### ASSIGNED TASK
Below is some data. Retype exactly the lines starting at the one with "with status zero" and ending at the one with "unresponsive tool stalls".

### PROVIDED RECORDS
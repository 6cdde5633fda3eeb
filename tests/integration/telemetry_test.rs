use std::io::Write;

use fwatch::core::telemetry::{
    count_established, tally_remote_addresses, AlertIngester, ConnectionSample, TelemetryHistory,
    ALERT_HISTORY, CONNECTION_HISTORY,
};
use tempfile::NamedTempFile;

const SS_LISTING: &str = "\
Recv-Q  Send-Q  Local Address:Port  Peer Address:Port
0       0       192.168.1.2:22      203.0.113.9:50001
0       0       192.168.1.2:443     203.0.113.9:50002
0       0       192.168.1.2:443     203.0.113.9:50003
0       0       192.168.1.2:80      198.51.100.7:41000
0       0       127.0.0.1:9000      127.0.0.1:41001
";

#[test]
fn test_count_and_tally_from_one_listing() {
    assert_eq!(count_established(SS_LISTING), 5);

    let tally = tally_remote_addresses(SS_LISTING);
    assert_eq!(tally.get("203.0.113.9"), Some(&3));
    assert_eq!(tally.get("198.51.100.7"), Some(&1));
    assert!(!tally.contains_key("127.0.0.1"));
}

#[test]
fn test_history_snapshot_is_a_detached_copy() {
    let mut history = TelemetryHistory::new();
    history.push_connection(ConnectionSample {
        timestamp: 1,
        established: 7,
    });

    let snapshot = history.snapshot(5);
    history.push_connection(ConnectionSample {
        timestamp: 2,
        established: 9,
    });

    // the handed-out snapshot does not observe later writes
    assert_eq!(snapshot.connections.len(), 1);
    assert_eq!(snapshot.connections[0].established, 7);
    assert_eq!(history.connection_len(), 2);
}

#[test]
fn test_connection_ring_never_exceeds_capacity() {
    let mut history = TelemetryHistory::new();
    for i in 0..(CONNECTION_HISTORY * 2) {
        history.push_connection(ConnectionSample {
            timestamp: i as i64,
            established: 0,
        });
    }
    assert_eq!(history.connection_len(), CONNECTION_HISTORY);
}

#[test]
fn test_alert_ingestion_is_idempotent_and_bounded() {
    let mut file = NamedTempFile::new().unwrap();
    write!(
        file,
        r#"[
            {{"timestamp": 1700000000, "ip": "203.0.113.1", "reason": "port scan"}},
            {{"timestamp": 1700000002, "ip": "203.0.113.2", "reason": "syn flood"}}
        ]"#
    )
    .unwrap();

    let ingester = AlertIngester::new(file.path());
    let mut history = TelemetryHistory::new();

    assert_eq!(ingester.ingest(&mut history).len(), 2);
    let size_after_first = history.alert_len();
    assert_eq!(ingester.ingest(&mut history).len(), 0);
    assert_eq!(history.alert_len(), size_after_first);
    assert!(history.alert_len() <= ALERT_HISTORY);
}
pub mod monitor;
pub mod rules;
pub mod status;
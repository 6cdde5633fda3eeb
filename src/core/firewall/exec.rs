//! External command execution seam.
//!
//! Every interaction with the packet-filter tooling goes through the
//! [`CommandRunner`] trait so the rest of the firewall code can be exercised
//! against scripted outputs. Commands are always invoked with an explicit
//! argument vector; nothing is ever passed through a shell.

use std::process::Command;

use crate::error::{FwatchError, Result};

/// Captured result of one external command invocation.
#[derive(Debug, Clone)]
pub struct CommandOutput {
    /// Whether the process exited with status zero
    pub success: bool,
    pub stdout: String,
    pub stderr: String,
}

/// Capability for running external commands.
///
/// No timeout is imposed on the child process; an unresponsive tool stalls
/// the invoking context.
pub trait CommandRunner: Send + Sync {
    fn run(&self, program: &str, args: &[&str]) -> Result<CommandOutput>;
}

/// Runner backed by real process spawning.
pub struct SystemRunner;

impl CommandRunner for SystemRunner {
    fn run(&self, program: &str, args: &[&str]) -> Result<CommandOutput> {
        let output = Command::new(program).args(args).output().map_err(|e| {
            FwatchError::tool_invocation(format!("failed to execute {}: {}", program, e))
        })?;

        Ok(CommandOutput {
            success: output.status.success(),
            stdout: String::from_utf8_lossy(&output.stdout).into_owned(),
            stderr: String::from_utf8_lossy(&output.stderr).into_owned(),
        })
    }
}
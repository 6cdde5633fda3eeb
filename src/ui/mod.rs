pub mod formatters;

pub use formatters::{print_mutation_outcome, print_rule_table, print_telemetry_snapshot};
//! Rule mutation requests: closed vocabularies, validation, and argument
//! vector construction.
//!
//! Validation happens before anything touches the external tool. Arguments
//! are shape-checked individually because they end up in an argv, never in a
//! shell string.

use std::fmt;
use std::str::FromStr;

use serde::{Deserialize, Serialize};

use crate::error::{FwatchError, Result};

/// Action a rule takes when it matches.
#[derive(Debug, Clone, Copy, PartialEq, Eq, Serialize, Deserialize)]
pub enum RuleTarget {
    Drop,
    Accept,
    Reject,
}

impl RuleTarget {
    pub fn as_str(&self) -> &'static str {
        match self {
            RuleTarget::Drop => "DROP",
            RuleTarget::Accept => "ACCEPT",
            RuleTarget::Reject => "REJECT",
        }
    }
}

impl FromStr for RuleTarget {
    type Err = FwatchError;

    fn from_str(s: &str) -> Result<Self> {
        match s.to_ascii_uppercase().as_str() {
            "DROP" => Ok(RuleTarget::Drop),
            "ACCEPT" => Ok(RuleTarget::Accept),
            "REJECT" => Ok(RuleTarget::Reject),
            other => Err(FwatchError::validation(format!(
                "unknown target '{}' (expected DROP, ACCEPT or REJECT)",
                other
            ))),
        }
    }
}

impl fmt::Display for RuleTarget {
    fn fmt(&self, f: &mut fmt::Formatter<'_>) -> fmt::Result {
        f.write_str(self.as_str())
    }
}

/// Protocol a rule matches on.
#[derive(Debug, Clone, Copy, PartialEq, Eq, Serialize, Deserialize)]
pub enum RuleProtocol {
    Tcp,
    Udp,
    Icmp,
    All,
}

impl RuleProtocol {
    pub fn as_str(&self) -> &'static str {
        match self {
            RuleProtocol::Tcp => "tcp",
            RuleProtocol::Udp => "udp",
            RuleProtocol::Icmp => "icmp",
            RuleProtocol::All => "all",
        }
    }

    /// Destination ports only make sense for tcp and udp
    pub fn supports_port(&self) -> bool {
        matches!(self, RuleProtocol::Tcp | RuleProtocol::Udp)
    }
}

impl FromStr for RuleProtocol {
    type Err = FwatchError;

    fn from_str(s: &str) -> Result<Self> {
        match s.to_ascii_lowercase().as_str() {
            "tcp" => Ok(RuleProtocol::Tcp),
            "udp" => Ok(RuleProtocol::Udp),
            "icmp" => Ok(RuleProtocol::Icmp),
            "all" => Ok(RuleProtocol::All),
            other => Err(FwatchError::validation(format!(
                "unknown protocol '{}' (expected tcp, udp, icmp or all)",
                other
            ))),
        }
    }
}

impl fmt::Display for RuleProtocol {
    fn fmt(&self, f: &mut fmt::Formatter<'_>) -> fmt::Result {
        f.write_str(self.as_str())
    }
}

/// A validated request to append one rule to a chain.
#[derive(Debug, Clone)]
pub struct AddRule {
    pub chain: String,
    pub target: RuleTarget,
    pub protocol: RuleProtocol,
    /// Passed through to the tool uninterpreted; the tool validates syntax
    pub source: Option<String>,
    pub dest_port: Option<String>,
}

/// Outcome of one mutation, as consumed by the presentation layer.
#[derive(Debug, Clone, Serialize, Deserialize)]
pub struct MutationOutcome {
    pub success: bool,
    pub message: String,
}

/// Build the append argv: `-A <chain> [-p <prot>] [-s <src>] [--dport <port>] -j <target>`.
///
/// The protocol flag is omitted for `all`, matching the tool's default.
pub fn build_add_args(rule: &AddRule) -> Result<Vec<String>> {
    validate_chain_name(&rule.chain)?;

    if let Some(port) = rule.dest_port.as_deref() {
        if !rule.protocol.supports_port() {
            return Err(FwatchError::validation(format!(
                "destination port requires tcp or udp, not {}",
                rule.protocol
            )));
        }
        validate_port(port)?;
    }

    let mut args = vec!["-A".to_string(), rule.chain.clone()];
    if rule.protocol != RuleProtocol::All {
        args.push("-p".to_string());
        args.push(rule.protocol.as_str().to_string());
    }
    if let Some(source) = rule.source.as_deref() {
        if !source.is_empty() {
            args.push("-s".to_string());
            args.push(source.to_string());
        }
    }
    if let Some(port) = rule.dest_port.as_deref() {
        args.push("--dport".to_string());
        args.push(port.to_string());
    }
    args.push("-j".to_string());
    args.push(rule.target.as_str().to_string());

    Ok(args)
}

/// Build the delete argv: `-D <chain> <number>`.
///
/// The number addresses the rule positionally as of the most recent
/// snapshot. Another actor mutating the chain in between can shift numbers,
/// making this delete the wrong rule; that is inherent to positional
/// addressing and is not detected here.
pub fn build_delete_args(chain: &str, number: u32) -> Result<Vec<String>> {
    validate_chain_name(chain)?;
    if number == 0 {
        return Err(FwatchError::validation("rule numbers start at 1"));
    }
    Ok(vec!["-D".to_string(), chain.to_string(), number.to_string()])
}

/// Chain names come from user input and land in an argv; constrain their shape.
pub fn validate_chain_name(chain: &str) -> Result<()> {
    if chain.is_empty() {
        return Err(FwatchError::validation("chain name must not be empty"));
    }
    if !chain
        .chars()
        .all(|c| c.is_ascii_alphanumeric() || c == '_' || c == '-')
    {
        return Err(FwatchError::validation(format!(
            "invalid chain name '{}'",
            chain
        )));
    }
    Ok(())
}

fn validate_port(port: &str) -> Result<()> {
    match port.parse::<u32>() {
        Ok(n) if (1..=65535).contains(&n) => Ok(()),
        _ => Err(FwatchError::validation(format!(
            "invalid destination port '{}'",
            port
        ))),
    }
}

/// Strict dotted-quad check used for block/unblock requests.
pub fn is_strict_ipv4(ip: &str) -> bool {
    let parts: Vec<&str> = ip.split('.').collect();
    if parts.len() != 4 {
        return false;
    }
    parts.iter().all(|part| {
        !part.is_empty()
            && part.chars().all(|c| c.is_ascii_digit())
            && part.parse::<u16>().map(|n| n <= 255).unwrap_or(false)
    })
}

...

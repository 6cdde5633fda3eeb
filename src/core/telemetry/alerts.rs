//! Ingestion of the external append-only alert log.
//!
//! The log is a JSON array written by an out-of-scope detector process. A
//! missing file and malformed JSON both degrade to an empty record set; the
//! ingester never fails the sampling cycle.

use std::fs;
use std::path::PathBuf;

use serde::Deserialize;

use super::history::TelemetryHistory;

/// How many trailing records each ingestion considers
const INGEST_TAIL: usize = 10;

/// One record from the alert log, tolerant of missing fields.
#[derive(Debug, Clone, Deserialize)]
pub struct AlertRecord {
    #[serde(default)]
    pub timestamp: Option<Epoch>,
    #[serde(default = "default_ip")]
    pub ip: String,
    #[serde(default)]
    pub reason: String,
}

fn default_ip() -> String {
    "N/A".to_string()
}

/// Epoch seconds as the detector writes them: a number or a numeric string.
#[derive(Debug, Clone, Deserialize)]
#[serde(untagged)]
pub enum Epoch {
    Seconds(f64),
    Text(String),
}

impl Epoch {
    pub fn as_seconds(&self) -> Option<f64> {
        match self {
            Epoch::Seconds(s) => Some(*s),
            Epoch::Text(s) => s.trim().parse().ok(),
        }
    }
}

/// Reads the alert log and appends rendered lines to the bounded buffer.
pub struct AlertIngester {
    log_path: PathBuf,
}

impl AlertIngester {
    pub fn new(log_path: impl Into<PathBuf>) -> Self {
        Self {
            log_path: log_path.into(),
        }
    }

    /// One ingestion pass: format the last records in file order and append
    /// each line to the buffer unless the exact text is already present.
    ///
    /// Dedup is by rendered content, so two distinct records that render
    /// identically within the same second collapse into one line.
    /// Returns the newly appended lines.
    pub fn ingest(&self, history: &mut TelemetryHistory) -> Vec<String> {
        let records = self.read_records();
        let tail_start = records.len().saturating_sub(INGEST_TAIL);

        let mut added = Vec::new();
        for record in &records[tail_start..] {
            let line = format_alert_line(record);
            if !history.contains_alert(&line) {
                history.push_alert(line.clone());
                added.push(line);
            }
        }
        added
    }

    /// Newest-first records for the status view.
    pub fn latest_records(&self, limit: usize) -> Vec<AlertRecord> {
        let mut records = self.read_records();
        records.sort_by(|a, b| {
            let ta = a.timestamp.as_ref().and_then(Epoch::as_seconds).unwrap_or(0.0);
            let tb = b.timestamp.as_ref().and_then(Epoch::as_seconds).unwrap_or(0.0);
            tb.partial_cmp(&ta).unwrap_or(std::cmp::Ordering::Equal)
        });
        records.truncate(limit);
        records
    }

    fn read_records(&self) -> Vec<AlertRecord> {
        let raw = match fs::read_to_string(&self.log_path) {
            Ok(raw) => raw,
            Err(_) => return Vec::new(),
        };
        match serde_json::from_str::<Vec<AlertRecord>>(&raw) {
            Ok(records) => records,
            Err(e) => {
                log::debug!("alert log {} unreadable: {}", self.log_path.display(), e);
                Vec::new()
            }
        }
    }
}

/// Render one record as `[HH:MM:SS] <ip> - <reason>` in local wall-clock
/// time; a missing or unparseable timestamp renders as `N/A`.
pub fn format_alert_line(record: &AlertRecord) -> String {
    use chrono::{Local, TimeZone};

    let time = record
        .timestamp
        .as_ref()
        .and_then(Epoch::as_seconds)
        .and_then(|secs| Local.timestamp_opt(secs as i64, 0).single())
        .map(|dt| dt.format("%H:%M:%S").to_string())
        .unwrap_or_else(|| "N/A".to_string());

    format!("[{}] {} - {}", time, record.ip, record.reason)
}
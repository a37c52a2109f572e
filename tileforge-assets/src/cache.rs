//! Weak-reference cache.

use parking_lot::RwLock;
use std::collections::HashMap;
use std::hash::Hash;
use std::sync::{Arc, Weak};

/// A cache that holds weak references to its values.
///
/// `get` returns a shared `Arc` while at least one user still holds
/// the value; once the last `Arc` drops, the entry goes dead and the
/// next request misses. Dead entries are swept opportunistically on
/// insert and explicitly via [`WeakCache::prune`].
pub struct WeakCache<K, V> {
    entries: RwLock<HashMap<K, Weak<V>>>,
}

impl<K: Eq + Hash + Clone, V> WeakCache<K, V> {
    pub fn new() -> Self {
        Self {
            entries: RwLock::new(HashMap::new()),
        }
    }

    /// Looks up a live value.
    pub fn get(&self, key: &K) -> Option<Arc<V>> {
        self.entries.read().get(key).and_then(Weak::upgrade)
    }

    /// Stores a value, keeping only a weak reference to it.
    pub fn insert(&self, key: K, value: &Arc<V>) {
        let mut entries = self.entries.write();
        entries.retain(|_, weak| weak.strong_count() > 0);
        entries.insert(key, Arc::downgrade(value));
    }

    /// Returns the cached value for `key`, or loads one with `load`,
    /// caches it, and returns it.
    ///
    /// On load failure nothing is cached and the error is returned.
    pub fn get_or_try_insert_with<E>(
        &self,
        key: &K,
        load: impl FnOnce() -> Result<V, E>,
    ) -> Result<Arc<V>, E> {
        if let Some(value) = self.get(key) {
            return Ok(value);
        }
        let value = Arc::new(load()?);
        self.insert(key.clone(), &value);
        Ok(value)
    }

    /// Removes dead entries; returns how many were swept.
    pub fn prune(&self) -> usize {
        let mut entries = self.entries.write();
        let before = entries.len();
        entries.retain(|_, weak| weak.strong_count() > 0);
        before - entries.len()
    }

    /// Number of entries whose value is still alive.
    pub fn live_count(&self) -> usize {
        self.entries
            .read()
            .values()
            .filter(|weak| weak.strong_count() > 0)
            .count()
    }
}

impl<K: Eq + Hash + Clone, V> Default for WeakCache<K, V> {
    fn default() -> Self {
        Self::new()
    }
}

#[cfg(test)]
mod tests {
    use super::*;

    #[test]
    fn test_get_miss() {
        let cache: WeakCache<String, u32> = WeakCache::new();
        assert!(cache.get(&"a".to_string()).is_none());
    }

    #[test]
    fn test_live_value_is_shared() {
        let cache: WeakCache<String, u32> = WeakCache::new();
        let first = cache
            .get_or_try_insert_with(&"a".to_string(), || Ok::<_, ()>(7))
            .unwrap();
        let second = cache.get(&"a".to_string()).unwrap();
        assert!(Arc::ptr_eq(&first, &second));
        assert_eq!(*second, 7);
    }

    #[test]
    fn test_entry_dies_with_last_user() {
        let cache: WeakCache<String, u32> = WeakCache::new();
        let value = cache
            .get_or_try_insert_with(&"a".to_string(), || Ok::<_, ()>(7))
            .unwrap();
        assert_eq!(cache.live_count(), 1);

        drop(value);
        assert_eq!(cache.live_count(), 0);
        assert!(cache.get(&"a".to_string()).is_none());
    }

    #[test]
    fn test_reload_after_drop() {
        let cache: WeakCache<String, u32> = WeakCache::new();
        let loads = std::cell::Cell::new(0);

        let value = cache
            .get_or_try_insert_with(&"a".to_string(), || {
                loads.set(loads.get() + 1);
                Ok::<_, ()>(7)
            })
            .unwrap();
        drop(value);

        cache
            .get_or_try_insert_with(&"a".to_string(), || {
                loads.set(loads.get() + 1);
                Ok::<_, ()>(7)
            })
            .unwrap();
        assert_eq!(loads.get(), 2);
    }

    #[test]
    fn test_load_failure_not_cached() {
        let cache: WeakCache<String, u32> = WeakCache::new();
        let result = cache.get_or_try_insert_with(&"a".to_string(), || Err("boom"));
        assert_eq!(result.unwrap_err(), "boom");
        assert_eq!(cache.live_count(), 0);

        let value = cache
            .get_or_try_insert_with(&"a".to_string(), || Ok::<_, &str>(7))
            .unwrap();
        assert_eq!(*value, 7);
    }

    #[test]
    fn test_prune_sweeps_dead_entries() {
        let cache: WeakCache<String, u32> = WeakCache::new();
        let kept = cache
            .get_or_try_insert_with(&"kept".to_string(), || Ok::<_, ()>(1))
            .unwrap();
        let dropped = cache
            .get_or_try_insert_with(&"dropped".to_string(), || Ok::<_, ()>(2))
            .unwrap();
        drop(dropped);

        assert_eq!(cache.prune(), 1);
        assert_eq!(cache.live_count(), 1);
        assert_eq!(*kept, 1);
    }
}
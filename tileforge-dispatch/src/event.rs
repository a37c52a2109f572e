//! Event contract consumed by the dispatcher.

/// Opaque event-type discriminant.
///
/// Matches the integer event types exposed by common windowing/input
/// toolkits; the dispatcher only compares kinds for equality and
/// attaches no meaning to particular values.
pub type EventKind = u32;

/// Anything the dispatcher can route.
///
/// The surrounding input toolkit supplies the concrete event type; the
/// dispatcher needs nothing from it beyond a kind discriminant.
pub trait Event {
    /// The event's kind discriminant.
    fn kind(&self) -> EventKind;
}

### REPLY TO THE TASK
    /// Whether the process exited with status zero
    pub success: bool,
    pub stdout: String,
    pub stderr: String,
}

/// Capability for running external commands.
///
/// No timeout is imposed on the child process; an unresponsive tool stalls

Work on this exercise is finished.